WHAT YOU NEED TO DO: Only a number is expected in reply: the count of lines below where the word "EntityKind" occurs.

DATA FOR THIS EXERCISE:
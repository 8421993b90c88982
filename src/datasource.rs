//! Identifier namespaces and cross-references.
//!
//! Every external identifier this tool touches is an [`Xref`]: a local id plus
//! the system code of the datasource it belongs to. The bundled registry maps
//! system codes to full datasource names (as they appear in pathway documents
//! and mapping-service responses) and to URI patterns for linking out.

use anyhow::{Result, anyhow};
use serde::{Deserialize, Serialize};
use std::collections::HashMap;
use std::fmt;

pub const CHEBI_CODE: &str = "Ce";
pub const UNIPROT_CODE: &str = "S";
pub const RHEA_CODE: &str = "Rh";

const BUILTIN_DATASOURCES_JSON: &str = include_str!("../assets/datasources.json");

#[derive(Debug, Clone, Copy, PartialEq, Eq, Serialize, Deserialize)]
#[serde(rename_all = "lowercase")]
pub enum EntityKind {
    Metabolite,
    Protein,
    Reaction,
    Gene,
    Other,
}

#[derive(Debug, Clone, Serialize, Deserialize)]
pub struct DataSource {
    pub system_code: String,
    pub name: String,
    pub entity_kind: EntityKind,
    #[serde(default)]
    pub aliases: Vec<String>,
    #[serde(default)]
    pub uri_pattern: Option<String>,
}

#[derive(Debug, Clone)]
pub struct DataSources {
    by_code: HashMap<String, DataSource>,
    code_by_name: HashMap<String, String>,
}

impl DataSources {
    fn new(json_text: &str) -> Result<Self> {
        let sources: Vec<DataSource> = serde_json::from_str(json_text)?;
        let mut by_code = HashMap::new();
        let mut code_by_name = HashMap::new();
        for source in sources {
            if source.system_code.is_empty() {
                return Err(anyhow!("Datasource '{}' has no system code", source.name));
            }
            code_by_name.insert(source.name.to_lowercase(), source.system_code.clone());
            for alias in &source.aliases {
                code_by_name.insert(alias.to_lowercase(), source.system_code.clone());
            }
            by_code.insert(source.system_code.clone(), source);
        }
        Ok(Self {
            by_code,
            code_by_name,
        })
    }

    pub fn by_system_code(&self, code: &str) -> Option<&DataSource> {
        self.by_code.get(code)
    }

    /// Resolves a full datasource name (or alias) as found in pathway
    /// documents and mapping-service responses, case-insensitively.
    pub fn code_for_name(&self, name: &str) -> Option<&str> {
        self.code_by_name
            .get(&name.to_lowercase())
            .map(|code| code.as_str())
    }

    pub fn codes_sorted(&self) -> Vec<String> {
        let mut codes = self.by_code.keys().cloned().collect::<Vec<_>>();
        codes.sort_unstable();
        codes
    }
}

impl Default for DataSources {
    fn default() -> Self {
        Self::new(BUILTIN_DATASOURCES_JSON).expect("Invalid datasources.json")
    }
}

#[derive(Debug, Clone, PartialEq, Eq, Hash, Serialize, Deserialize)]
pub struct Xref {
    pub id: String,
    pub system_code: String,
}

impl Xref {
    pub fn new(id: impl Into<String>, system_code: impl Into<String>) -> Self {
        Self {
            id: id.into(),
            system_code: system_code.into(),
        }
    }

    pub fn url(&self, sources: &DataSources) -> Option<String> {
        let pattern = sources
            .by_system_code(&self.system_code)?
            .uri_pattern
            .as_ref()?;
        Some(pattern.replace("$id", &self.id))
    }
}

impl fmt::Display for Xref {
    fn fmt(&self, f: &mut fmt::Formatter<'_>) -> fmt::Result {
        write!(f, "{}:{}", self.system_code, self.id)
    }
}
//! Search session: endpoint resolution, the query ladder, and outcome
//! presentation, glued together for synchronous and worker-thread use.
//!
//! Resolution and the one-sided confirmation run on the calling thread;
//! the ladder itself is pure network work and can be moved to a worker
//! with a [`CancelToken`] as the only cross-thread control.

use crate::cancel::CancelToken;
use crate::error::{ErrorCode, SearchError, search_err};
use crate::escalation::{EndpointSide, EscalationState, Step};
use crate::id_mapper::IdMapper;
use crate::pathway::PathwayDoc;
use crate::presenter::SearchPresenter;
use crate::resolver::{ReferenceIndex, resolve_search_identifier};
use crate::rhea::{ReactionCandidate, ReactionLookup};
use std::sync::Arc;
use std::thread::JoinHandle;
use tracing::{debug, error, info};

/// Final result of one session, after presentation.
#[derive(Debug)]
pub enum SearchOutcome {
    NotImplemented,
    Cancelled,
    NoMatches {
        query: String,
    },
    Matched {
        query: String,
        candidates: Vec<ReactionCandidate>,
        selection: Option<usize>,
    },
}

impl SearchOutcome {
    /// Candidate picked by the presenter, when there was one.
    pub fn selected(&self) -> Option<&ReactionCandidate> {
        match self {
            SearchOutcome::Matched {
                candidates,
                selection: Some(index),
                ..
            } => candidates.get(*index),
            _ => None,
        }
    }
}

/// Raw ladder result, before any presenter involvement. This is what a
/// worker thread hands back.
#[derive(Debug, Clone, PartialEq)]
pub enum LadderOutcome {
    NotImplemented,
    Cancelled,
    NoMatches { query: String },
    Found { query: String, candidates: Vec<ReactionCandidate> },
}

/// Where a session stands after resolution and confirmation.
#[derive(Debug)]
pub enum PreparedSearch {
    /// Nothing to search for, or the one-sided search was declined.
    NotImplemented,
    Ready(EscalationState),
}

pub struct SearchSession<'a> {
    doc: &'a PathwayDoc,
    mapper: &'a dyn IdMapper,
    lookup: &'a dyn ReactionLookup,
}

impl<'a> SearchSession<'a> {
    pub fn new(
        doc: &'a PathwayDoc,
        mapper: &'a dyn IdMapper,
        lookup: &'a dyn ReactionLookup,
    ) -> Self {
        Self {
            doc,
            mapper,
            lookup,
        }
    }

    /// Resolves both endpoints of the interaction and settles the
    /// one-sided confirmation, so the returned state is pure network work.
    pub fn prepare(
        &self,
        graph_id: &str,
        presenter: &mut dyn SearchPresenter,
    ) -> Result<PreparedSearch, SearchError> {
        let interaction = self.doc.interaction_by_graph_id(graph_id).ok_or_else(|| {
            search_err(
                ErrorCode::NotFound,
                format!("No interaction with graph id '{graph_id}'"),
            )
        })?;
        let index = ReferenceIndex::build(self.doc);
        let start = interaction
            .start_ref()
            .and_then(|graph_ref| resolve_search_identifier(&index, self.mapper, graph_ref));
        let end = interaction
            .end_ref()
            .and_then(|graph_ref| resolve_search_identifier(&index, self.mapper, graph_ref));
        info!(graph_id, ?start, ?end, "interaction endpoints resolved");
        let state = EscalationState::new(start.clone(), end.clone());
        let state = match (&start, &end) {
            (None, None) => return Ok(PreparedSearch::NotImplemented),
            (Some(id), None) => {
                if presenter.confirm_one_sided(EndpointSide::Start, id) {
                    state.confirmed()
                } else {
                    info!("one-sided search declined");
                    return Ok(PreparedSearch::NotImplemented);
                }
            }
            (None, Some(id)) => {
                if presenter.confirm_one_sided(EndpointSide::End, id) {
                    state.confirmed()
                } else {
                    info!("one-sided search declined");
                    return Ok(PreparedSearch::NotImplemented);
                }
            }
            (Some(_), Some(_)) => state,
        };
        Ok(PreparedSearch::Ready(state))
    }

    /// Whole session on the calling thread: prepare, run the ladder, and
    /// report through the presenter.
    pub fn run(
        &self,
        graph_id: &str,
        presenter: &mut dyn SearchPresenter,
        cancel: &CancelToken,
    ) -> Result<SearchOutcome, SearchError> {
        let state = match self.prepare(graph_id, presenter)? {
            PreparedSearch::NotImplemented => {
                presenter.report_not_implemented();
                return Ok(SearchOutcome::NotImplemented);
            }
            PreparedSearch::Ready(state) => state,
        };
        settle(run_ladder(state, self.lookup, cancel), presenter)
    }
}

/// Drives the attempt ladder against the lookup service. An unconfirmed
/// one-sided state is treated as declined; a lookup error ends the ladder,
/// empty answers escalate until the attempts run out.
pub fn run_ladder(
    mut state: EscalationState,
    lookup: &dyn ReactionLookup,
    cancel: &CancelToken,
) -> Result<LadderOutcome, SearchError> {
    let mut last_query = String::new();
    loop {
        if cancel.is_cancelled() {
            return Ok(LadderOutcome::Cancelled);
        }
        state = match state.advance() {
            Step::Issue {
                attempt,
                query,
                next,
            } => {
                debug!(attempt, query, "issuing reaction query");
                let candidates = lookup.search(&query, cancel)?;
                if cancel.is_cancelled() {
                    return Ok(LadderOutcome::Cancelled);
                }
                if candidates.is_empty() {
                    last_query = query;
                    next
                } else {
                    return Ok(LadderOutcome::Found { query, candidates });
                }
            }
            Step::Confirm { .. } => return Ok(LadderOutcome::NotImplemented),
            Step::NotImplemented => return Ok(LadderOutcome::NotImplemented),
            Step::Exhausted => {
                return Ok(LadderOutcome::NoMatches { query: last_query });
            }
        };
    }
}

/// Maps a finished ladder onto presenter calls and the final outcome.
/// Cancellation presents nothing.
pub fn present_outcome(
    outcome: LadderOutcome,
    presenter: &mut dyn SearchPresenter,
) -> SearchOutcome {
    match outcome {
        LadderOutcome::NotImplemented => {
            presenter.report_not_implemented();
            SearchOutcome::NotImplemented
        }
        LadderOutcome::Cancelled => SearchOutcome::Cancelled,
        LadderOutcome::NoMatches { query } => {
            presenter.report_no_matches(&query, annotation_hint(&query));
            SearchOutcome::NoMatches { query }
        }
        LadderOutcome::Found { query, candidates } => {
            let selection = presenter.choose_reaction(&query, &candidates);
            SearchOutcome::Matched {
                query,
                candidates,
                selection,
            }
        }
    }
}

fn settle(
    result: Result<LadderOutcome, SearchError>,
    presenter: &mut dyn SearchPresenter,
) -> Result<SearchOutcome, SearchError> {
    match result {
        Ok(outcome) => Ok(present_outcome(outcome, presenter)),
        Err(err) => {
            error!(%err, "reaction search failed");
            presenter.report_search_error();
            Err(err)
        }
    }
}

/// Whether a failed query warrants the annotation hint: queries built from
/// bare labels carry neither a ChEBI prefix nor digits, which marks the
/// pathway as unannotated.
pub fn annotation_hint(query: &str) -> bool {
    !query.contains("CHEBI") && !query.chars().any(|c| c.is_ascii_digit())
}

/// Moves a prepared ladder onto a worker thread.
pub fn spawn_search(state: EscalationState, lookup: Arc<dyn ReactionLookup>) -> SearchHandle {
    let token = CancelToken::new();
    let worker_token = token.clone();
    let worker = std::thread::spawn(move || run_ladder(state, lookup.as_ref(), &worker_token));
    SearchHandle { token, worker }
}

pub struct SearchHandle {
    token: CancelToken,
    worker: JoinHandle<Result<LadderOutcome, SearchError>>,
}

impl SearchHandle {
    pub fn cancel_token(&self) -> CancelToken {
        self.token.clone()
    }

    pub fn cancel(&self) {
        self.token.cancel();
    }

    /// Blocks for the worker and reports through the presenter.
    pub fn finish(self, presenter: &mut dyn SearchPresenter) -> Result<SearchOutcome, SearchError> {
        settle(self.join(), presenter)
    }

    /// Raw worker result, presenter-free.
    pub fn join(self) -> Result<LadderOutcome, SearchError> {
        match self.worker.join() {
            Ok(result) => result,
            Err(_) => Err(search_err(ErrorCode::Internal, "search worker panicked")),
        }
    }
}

EXERCISE OUTPUT: 2